■ WORK ORDER: Leave no line out; reproduce the listing exactly.

■ SOURCE INFORMATION:
===============

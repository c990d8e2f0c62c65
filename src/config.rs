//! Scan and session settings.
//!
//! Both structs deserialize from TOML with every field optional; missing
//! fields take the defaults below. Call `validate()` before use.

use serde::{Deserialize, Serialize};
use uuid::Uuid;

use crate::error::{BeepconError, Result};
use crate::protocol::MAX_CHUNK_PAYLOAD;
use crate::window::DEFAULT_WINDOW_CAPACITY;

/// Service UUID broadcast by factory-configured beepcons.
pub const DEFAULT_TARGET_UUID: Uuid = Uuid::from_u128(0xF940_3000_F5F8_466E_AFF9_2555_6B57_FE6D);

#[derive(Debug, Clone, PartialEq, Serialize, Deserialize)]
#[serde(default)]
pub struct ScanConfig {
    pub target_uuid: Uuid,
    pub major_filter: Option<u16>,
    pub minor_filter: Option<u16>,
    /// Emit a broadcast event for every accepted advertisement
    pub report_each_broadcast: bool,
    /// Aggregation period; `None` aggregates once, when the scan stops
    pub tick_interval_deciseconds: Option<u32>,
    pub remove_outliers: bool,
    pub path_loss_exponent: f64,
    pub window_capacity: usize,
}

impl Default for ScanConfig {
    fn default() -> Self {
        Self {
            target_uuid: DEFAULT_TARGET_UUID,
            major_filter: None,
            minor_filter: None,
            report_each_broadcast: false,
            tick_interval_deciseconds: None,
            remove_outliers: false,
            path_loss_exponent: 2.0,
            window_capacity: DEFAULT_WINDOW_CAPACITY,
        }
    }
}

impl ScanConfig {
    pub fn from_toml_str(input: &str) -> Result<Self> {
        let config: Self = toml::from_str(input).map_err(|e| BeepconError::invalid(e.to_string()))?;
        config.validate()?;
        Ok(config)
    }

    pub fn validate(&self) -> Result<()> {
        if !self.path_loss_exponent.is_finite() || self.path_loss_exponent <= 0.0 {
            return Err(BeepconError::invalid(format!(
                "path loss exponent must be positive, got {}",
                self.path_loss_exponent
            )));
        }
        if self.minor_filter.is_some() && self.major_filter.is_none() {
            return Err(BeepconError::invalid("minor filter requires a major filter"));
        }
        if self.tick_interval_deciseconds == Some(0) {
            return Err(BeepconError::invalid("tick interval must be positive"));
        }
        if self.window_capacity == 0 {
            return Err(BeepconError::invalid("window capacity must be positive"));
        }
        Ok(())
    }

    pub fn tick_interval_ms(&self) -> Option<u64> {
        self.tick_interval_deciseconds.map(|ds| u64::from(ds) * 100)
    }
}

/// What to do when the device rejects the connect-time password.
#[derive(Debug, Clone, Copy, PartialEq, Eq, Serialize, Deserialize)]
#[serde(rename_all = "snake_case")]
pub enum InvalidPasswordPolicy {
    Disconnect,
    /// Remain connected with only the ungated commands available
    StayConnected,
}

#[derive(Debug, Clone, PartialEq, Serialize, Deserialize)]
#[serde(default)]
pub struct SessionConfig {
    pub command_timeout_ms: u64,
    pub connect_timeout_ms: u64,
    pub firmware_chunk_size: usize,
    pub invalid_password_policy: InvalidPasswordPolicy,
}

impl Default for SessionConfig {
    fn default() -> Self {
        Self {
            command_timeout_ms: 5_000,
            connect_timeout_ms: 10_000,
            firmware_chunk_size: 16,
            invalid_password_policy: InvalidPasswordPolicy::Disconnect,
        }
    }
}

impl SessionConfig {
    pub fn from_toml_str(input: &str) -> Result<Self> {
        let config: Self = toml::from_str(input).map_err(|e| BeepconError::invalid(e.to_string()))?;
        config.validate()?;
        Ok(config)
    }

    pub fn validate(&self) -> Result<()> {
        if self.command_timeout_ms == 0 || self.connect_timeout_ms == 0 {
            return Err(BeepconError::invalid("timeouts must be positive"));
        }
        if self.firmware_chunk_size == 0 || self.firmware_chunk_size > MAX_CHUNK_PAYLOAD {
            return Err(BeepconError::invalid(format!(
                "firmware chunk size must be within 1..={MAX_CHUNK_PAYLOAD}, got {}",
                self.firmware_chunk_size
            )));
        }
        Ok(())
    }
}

===============

■ ANSWER SPACE:
repository c990d8e2f0c62c65
filename src/config.rs
//! Scan and session settings.
//!
//! Both structs deserialize from TOML with every field optional; missing
//! fields take the defaults below. Call `validate()` before use.

use serde::{Deserialize, Serialize};
use uuid::Uuid;

use crate::error::{BeepconError, Result};
use crate::protocol::MAX_CHUNK_PAYLOAD;
use crate::window::DEFAULT_WINDOW_CAPACITY;

/// Service UUID broadcast by factory-configured beepcons.
pub const DEFAULT_TARGET_UUID: Uuid = Uuid::from_u128(0xF940_3000_F5F8_466E_AFF9_2555_6B57_FE6D);

#[derive(Debug, Clone, PartialEq, Serialize, Deserialize)]
#[serde(default)]
pub struct ScanConfig {
    pub target_uuid: Uuid,
    pub major_filter: Option<u16>,
    pub minor_filter: Option<u16>,
    /// Emit a broadcast event for every accepted advertisement
    pub report_each_broadcast: bool,
    /// Aggregation period; `None` aggregates once, when the scan stops
    pub tick_interval_deciseconds: Option<u32>,
    pub remove_outliers: bool,
    pub path_loss_exponent: f64,
    pub window_capacity: usize,
}

impl Default for ScanConfig {
    fn default() -> Self {
        Self {
            target_uuid: DEFAULT_TARGET_UUID,
            major_filter: None,
            minor_filter: None,
            report_each_broadcast: false,
            tick_interval_deciseconds: None,
            remove_outliers: false,
            path_loss_exponent: 2.0,
            window_capacity: DEFAULT_WINDOW_CAPACITY,
        }
    }
}

impl ScanConfig {
    pub fn from_toml_str(input: &str) -> Result<Self> {
        let config: Self = toml::from_str(input).map_err(|e| BeepconError::invalid(e.to_string()))?;
        config.validate()?;
        Ok(config)
    }

    pub fn validate(&self) -> Result<()> {
        if !self.path_loss_exponent.is_finite() || self.path_loss_exponent <= 0.0 {
            return Err(BeepconError::invalid(format!(
                "path loss exponent must be positive, got {}",
                self.path_loss_exponent
            )));
        }
        if self.minor_filter.is_some() && self.major_filter.is_none() {
            return Err(BeepconError::invalid("minor filter requires a major filter"));
        }
        if self.tick_interval_deciseconds == Some(0) {
            return Err(BeepconError::invalid("tick interval must be positive"));
        }
        if self.window_capacity == 0 {
            return Err(BeepconError::invalid("window capacity must be positive"));
        }
        Ok(())
    }

    pub fn tick_interval_ms(&self) -> Option<u64> {
        self.tick_interval_deciseconds.map(|ds| u64::from(ds) * 100)
    }
}

/// What to do when the device rejects the connect-time password.
#[derive(Debug, Clone, Copy, PartialEq, Eq, Serialize, Deserialize)]
#[serde(rename_all = "snake_case")]
pub enum InvalidPasswordPolicy {
    Disconnect,
    /// Remain connected with only the ungated commands available
    StayConnected,
}

#[derive(Debug, Clone, PartialEq, Serialize, Deserialize)]
#[serde(default)]
pub struct SessionConfig {
    pub command_timeout_ms: u64,
    pub connect_timeout_ms: u64,
    pub firmware_chunk_size: usize,
    pub invalid_password_policy: InvalidPasswordPolicy,
}

impl Default for SessionConfig {
    fn default() -> Self {
        Self {
            command_timeout_ms: 5_000,
            connect_timeout_ms: 10_000,
            firmware_chunk_size: 16,
            invalid_password_policy: InvalidPasswordPolicy::Disconnect,
        }
    }
}

impl SessionConfig {
    pub fn from_toml_str(input: &str) -> Result<Self> {
        let config: Self = toml::from_str(input).map_err(|e| BeepconError::invalid(e.to_string()))?;
        config.validate()?;
        Ok(config)
    }

    pub fn validate(&self) -> Result<()> {
        if self.command_timeout_ms == 0 || self.connect_timeout_ms == 0 {
            return Err(BeepconError::invalid("timeouts must be positive"));
        }
        if self.firmware_chunk_size == 0 || self.firmware_chunk_size > MAX_CHUNK_PAYLOAD {
            return Err(BeepconError::invalid(format!(
                "firmware chunk size must be within 1..={MAX_CHUNK_PAYLOAD}, got {}",
                self.firmware_chunk_size
            )));
        }
        Ok(())
    }
}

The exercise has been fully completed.